Task to carry out: Pull every line containing "parameters" from the data.
=-=-=
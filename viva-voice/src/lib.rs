//! Viva Voice - Live spoken interview sessions over a realtime AI service.
//!
//! Provides the wire-protocol client (connect handshake, typed event
//! exchange), the audio pipeline (capture, resample, PCM16 conversion,
//! playback, level metering), and the turn coordinator that fuses the two
//! into a session with anti-feedback muting, transcript accumulation,
//! closing-intent detection, and periodic background instruction updates.

// Core modules
pub mod agent;
pub mod audio;
pub mod meter;
pub mod protocol;
pub mod session;
pub mod transcript;
pub mod transport;

// Re-export main types for convenience
pub use agent::{AgentContext, AgentError, AgentUpdate, InterviewAgent};
pub use audio::{capture_drops, AudioError, AudioFrame, AudioHost, AudioPipeline, CpalHost};
pub use meter::{LevelMeter, SharedLevel};
pub use protocol::{ClientEvent, MaxTokens, ServerEvent, SessionConfig, TurnDetection};
pub use session::{
    interview_instructions, ElapsedClock, LogEventSink, MuteGate, NoopEventSink, SessionError,
    SessionEvent, SessionEventSink, SessionOptions, SessionState, VoiceSession,
};
pub use transcript::{contains_closing_phrase, Speaker, Transcript, Utterance};
pub use transport::{
    ConnectionState, CredentialProvider, EnvCredentials, ProtocolError, RealtimeClient,
    RealtimeEventSink, TransportConfig,
};
//! Narrow projections over a result stream.
//!
//! Each function takes anything that yields [`ResultEvent`]s, usually a
//! [`ResultStream`](crate::stream::ResultStream), and consumes it lazily.

use crate::error::{Error, Result};
use crate::event::{CommandStatus, ResultEvent, Warning};
use crate::row::Row;

/// Expect exactly one [`CommandStatus`] and a clean completion.
///
/// Warnings and progress notices are skipped. A row batch, a second status,
/// or an `Error` event fails the projection.
pub fn status<I>(events: I) -> Result<CommandStatus>
where
    I: IntoIterator<Item = ResultEvent>,
{
    let mut found = None;
    for event in events {
        match event {
            ResultEvent::CommandStatus(status) if found.is_none() => found = Some(status),
            ResultEvent::CommandStatus(status) => {
                return Err(Error::UnexpectedEvent(format!(
                    "second command status for statement {}",
                    status.statement_index
                )));
            }
            ResultEvent::Warning(_) | ResultEvent::Progress(_) => {}
            ResultEvent::RowBatch(batch) => {
                return Err(Error::UnexpectedEvent(format!(
                    "row batch for statement {} where a command status was expected",
                    batch.statement_index
                )));
            }
            ResultEvent::Error(err) => return Err(err.into()),
        }
    }
    found.ok_or_else(|| Error::UnexpectedEvent("stream completed without a command status".into()))
}

/// Flatten row batches into individual rows.
///
/// Statuses and progress notices are dropped; warnings are logged at info
/// and dropped. An `Error` event is yielded once as `Err`, after which the
/// iterator is exhausted.
pub fn rows<I>(events: I) -> Rows<I::IntoIter>
where
    I: IntoIterator<Item = ResultEvent>,
{
    Rows {
        events: events.into_iter(),
        current: Vec::new().into_iter(),
        done: false,
    }
}

/// Iterator returned by [`rows`].
#[derive(Debug)]
pub struct Rows<I> {
    events: I,
    current: std::vec::IntoIter<Row>,
    done: bool,
}

impl<I: Iterator<Item = ResultEvent>> Iterator for Rows<I> {
    type Item = Result<Row>;

    fn next(&mut self) -> Option<Result<Row>> {
        loop {
            if let Some(row) = self.current.next() {
                return Some(Ok(row));
            }
            if self.done {
                return None;
            }
            match self.events.next() {
                None => {
                    self.done = true;
                    return None;
                }
                Some(ResultEvent::RowBatch(batch)) => self.current = batch.rows.into_iter(),
                Some(ResultEvent::Warning(w)) => {
                    tracing::info!(statement = w.statement_index, "{}: {}", w.severity, w.message);
                }
                Some(ResultEvent::CommandStatus(_)) | Some(ResultEvent::Progress(_)) => {}
                Some(ResultEvent::Error(err)) => {
                    self.done = true;
                    return Some(Err(err.into()));
                }
            }
        }
    }
}

/// Concatenate the text-array column `column` of every row.
pub fn flat_array<I>(rows: I, column: usize) -> Result<Vec<Option<String>>>
where
    I: IntoIterator<Item = Row>,
{
    let mut out = Vec::new();
    for row in rows {
        out.extend(row.text_array(column)?);
    }
    Ok(out)
}

/// Render one event through `tracing` at a severity matching its kind.
pub fn log_event(event: &ResultEvent) {
    match event {
        ResultEvent::RowBatch(batch) => tracing::debug!(
            statement = batch.statement_index,
            rows = batch.len(),
            last = batch.last,
            "row batch"
        ),
        ResultEvent::CommandStatus(status) => log_status(status),
        ResultEvent::Warning(warning) => log_warning(warning),
        ResultEvent::Progress(p) => tracing::trace!(statement = p.statement_index, "progress"),
        ResultEvent::Error(err) => tracing::error!(
            statement = err.statement_index,
            sql_state = err.sql_state.as_deref(),
            "{}",
            err
        ),
    }
}

fn log_status(status: &CommandStatus) {
    match status.tag.as_str() {
        "BEGIN" | "COMMIT" => tracing::debug!("{}", status),
        tag if status.update_count == 0 => {
            tracing::debug!(statement = status.statement_index, "{}", tag)
        }
        tag => tracing::debug!(
            statement = status.statement_index,
            "{} ({} rows)",
            tag,
            status.update_count
        ),
    }
}

fn log_warning(warning: &Warning) {
    if warning.severity == "NOTICE" {
        tracing::debug!(statement = warning.statement_index, "{}", warning.message);
    } else {
        tracing::warn!(
            statement = warning.statement_index,
            severity = %warning.severity,
            "{}",
            warning.message
        );
    }
}

/// Pass events through unchanged, logging each one.
pub fn logged<I>(events: I) -> Logged<I::IntoIter>
where
    I: IntoIterator<Item = ResultEvent>,
{
    Logged {
        events: events.into_iter(),
    }
}

/// Iterator returned by [`logged`].
#[derive(Debug)]
pub struct Logged<I> {
    events: I,
}

impl<I: Iterator<Item = ResultEvent>> Iterator for Logged<I> {
    type Item = ResultEvent;

    fn next(&mut self) -> Option<ResultEvent> {
        let event = self.events.next()?;
        log_event(&event);
        Some(event)
    }
}

/// Consume a stream, logging every event. Returns the terminal error, if any.
pub fn log<I>(events: I) -> Result<()>
where
    I: IntoIterator<Item = ResultEvent>,
{
    for event in logged(events) {
        if let ResultEvent::Error(err) = event {
            return Err(err.into());
        }
    }
    Ok(())
}
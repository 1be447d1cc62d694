//! Result-stream adapter.
//!
//! Turns the protocol callbacks of one query execution into the ordered,
//! batched [`ResultEvent`] sequence of that query's [`ResultStream`].

use std::sync::Arc;

use crate::error::{Error, ErrorFields, Result};
use crate::event::{
    CommandStatus, Field, Progress, QueryError, ResultEvent, RowBatch, StatementIndex, Warning,
};
use crate::handler::ResultHandler;
use crate::query::Query;
use crate::row::Row;
use crate::stream::{Emitter, ResultStream, channel};

/// Maximum rows per emitted [`RowBatch`].
pub const ROW_BATCH_SIZE: usize = 5000;

/// Adapter state for one query on one connection.
///
/// Not shared across threads; every hook runs on the executing worker and
/// may block there until the consumer signals demand.
#[derive(Debug)]
pub struct ResultAdapter {
    query: Query,
    emitter: Emitter,
    statement_index: StatementIndex,
    total_rows: u64,
    /// First error reported during execution.
    error: Option<QueryError>,
    finished: bool,
    cancelled: bool,
    reset_connection: bool,
}

impl ResultAdapter {
    /// Create an adapter for `query` and the stream it feeds.
    pub fn new(query: Query) -> (Self, ResultStream) {
        let (emitter, stream) = channel();
        (Self::with_emitter(query, emitter), stream)
    }

    pub(crate) fn with_emitter(query: Query, emitter: Emitter) -> Self {
        Self {
            query,
            emitter,
            statement_index: 0,
            total_rows: 0,
            error: None,
            finished: false,
            cancelled: false,
            reset_connection: false,
        }
    }

    /// Index of the statement currently producing results.
    pub fn statement_index(&self) -> StatementIndex {
        self.statement_index
    }

    /// Returns true once a terminal signal was delivered.
    pub fn is_finished(&self) -> bool {
        self.finished
    }

    /// Returns true if the connection must not run another query.
    pub fn needs_reset(&self) -> bool {
        self.reset_connection
    }

    /// Reconcile the driver's return value with the callbacks received.
    ///
    /// Returns true if the connection is in a known state and can be reused.
    pub fn settle(&mut self, outcome: Result<()>) -> bool {
        match outcome {
            Ok(()) if self.finished => {}
            Ok(()) => self.abort(Error::Protocol(
                "driver returned without finishing execution".into(),
            )),
            Err(err) if !self.finished => self.abort(err),
            Err(err) => {
                if err.is_connection_broken() {
                    self.reset_connection = true;
                }
            }
        }
        !self.reset_connection
    }

    /// Terminate the stream after execution stopped outside a safe point.
    pub fn abort(&mut self, err: Error) {
        self.reset_connection = true;
        if self.finished {
            return;
        }
        self.finished = true;
        if matches!(err, Error::Cancelled) && self.cancelled {
            tracing::debug!(statement = self.statement_index, "query cancelled mid-statement");
            self.emitter.complete();
            return;
        }
        let err = self.error.take().unwrap_or_else(|| self.query_error(err));
        tracing::debug!(statement = err.statement_index, "query aborted: {}", err.message);
        self.emitter.fail(err);
    }

    fn query_error(&self, err: Error) -> QueryError {
        QueryError::from_error(
            self.query.statement(self.statement_index),
            self.statement_index,
            err,
        )
    }

    fn send(&mut self, event: ResultEvent) -> Result<()> {
        if self.error.is_some() {
            tracing::trace!(
                statement = self.statement_index,
                kind = event.kind(),
                "event after error suppressed"
            );
            return Ok(());
        }
        match self.emitter.emit(event) {
            Ok(()) => Ok(()),
            Err(Error::Cancelled) => {
                self.cancelled = true;
                Err(Error::Cancelled)
            }
            // Interrupted by shutdown: the consumer is still there and must
            // learn the query did not run to completion.
            Err(err) => {
                tracing::debug!(statement = self.statement_index, "emission refused: {}", err);
                self.error = Some(self.query_error(err.clone()));
                Err(err)
            }
        }
    }

    fn send_rows(&mut self, fields: &[Field], tuples: Vec<Row>) -> Result<()> {
        let fields: Arc<[Field]> = Arc::from(fields);
        let statement_index = self.statement_index;

        if tuples.is_empty() {
            return self.send(ResultEvent::RowBatch(RowBatch {
                statement_index,
                fields,
                rows: Vec::new(),
                last: true,
            }));
        }

        self.total_rows += tuples.len() as u64;

        // Drivers hand over complete result sets; chunk them anyway so each
        // event stays bounded and the consumer can pace the producer.
        let mut remaining = tuples.into_iter();
        while remaining.len() > 0 {
            let rows: Vec<Row> = remaining.by_ref().take(ROW_BATCH_SIZE).collect();
            self.send(ResultEvent::RowBatch(RowBatch {
                statement_index,
                fields: Arc::clone(&fields),
                rows,
                last: remaining.len() == 0,
            }))?;
        }
        Ok(())
    }
}

impl ResultHandler for ResultAdapter {
    fn rows(&mut self, fields: &[Field], tuples: Vec<Row>, cursor: bool) -> Result<()> {
        if cursor {
            tracing::error!(
                statement = self.statement_index,
                "cursor-backed result sets are not supported; failing query"
            );
            self.reset_connection = true;
            self.error(Error::Unsupported(
                "cursor-backed result sets".into(),
            ));
        } else {
            self.send_rows(fields, tuples)?;
        }
        self.statement_index += 1;
        Ok(())
    }

    fn command_complete(
        &mut self,
        tag: &str,
        update_count: u64,
        inserted_id: Option<u32>,
    ) -> Result<()> {
        let status = CommandStatus {
            statement_index: self.statement_index,
            tag: tag.to_string(),
            update_count,
            inserted_id,
        };
        tracing::trace!("{}", status);
        self.statement_index += 1;
        self.send(ResultEvent::CommandStatus(status))
    }

    fn warning(&mut self, notice: ErrorFields) -> Result<()> {
        tracing::debug!(
            statement = self.statement_index,
            "SQL warning: {}",
            notice
        );
        let warning = Warning {
            statement_index: self.statement_index,
            severity: notice.severity().unwrap_or("WARNING").to_string(),
            message: notice.message().to_string(),
            fields: notice,
        };
        self.send(ResultEvent::Warning(warning))
    }

    fn progress(&mut self) -> Result<()> {
        tracing::debug!(statement = self.statement_index, "secured progress");
        self.send(ResultEvent::Progress(Progress {
            statement_index: self.statement_index,
        }))
    }

    fn error(&mut self, err: Error) {
        if err.is_connection_broken() {
            self.reset_connection = true;
        }
        if self.error.is_some() {
            tracing::trace!(statement = self.statement_index, "additional error: {}", err);
            return;
        }
        let err = self.query_error(err);
        tracing::trace!(statement = err.statement_index, "SQL error received: {}", err.message);
        self.error = Some(err);
    }

    fn execution_finished(&mut self, last_error: Option<Error>) {
        if self.finished {
            return;
        }
        self.finished = true;
        tracing::debug!(
            rows = self.total_rows,
            statements = self.statement_index,
            failed = self.error.is_some(),
            "finished query"
        );

        if let Some(err) = &last_error {
            if err.is_connection_broken() {
                self.reset_connection = true;
            }
        }

        if let Some(err) = self.error.take() {
            self.emitter.fail(err);
            return;
        }
        match last_error {
            // The driver drained the connection after our hook refused an
            // event; the consumer is gone, so just close.
            Some(Error::Cancelled) if self.cancelled => {
                self.emitter.complete();
            }
            Some(err) => {
                let err = self.query_error(err);
                self.emitter.fail(err);
            }
            None => {
                self.emitter.complete();
            }
        }
    }
}

impl Drop for ResultAdapter {
    fn drop(&mut self) {
        if !self.finished {
            self.abort(Error::ConnectionBroken(
                "query execution aborted before completion".into(),
            ));
        }
    }
}
//! Submitted units of work.

use std::sync::Arc;

use crate::error::{Error, Result};
use crate::event::StatementIndex;

/// One SQL statement with its text-format parameters.
#[derive(Debug, Clone, PartialEq, Eq)]
pub struct Statement {
    pub sql: String,
    /// Bound parameters (`None` = SQL NULL), referenced as `$1`, `$2`, ...
    pub params: Vec<Option<String>>,
}

impl Statement {
    /// Create a statement without parameters.
    pub fn new(sql: impl Into<String>) -> Self {
        Self {
            sql: sql.into(),
            params: Vec::new(),
        }
    }
}

/// An immutable query: one or more statements executed in one round trip.
///
/// Cloning is cheap; the statements are shared.
#[derive(Debug, Clone, PartialEq, Eq)]
pub struct Query {
    statements: Arc<[Statement]>,
}

impl Query {
    /// A query with a single statement.
    ///
    /// The text may itself contain several `;`-separated statements; their
    /// results are indexed in order but only index 0 has known text.
    /// The text is not checked here; [`validate`](Self::validate) and
    /// [`Pool::submit`](crate::sync::Pool::submit) reject a blank statement.
    pub fn new(sql: impl Into<String>) -> Self {
        Self {
            statements: Arc::from([Statement::new(sql)]),
        }
    }

    /// A batch of parameterless statements.
    pub fn batch<I, S>(statements: I) -> Result<Self>
    where
        I: IntoIterator<Item = S>,
        S: Into<String>,
    {
        let mut builder = Self::builder();
        for sql in statements {
            builder = builder.statement(sql);
        }
        builder.build()
    }

    /// Start building a query statement by statement.
    pub fn builder() -> QueryBuilder {
        QueryBuilder::default()
    }

    /// All statements in submission order.
    pub fn statements(&self) -> &[Statement] {
        &self.statements
    }

    /// Text of statement `index`, if known.
    pub fn statement(&self, index: StatementIndex) -> Option<&str> {
        self.statements.get(index).map(|s| s.sql.as_str())
    }

    /// Number of statements.
    pub fn len(&self) -> usize {
        self.statements.len()
    }

    /// Always false for a built query; kept for API symmetry with `len`.
    pub fn is_empty(&self) -> bool {
        self.statements.is_empty()
    }

    /// Statements joined into one simple-protocol query string.
    pub fn sql(&self) -> String {
        self.statements
            .iter()
            .map(|s| s.sql.trim().trim_end_matches(';'))
            .collect::<Vec<_>>()
            .join("; ")
    }

    /// Check that there is at least one statement and none is blank.
    pub fn validate(&self) -> Result<()> {
        validate(&self.statements)
    }

    /// Returns true if any statement has bound parameters.
    pub fn has_params(&self) -> bool {
        self.statements.iter().any(|s| !s.params.is_empty())
    }
}

impl std::fmt::Display for Query {
    fn fmt(&self, f: &mut std::fmt::Formatter<'_>) -> std::fmt::Result {
        write!(f, "{}", self.sql())
    }
}

/// Builder for [`Query`].
#[derive(Debug, Default)]
pub struct QueryBuilder {
    statements: Vec<Statement>,
}

impl QueryBuilder {
    /// Append a statement.
    pub fn statement(mut self, sql: impl Into<String>) -> Self {
        self.statements.push(Statement::new(sql));
        self
    }

    /// Bind the next parameter of the most recently added statement.
    pub fn bind<V: ToString>(mut self, value: Option<V>) -> Self {
        if let Some(stmt) = self.statements.last_mut() {
            stmt.params.push(value.map(|v| v.to_string()));
        }
        self
    }

    /// Finish the query. Fails if no statement was added or one is blank.
    pub fn build(self) -> Result<Query> {
        validate(&self.statements)?;
        Ok(Query {
            statements: self.statements.into(),
        })
    }
}

fn validate(statements: &[Statement]) -> Result<()> {
    if statements.is_empty() {
        return Err(Error::InvalidUsage("query has no statements".into()));
    }
    if let Some(pos) = statements.iter().position(|s| s.sql.trim().is_empty()) {
        return Err(Error::InvalidUsage(format!("statement {} is empty", pos)));
    }
    Ok(())
}

impl From<&str> for Query {
    fn from(sql: &str) -> Self {
        Self::new(sql)
    }
}

impl From<String> for Query {
    fn from(sql: String) -> Self {
        Self::new(sql)
    }
}

#[cfg(test)]
mod tests {
    use super::*;

    #[test]
    fn statement_lookup() {
        let query = Query::batch(["BEGIN", "UPDATE t SET x = 1", "COMMIT"]).unwrap();
        assert_eq!(query.len(), 3);
        assert_eq!(query.statement(1), Some("UPDATE t SET x = 1"));
        assert_eq!(query.statement(3), None);
        assert_eq!(query.sql(), "BEGIN; UPDATE t SET x = 1; COMMIT");
    }

    #[test]
    fn bind_attaches_to_last_statement() {
        let query = Query::builder()
            .statement("SELECT 1")
            .statement("INSERT INTO t VALUES ($1, $2)")
            .bind(Some(7))
            .bind(None::<&str>)
            .build()
            .unwrap();
        assert!(query.statements()[0].params.is_empty());
        assert_eq!(
            query.statements()[1].params,
            vec![Some("7".to_string()), None]
        );
        assert!(query.has_params());
    }

    #[test]
    fn rejects_empty_queries() {
        assert!(Query::builder().build().is_err());
        assert!(Query::batch(["SELECT 1", "  "]).is_err());
    }

    #[test]
    fn unchecked_constructor_validates_like_builder() {
        assert!(matches!(Query::new("").validate(), Err(Error::InvalidUsage(_))));
        assert!(matches!(Query::from("  ").validate(), Err(Error::InvalidUsage(_))));
        Query::new("SELECT 1").validate().unwrap();
    }
}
=-=-=
Result:
/// One SQL statement with its text-format parameters.
    /// Bound parameters (`None` = SQL NULL), referenced as `$1`, `$2`, ...
    /// Create a statement without parameters.
    /// Returns true if any statement has bound parameters.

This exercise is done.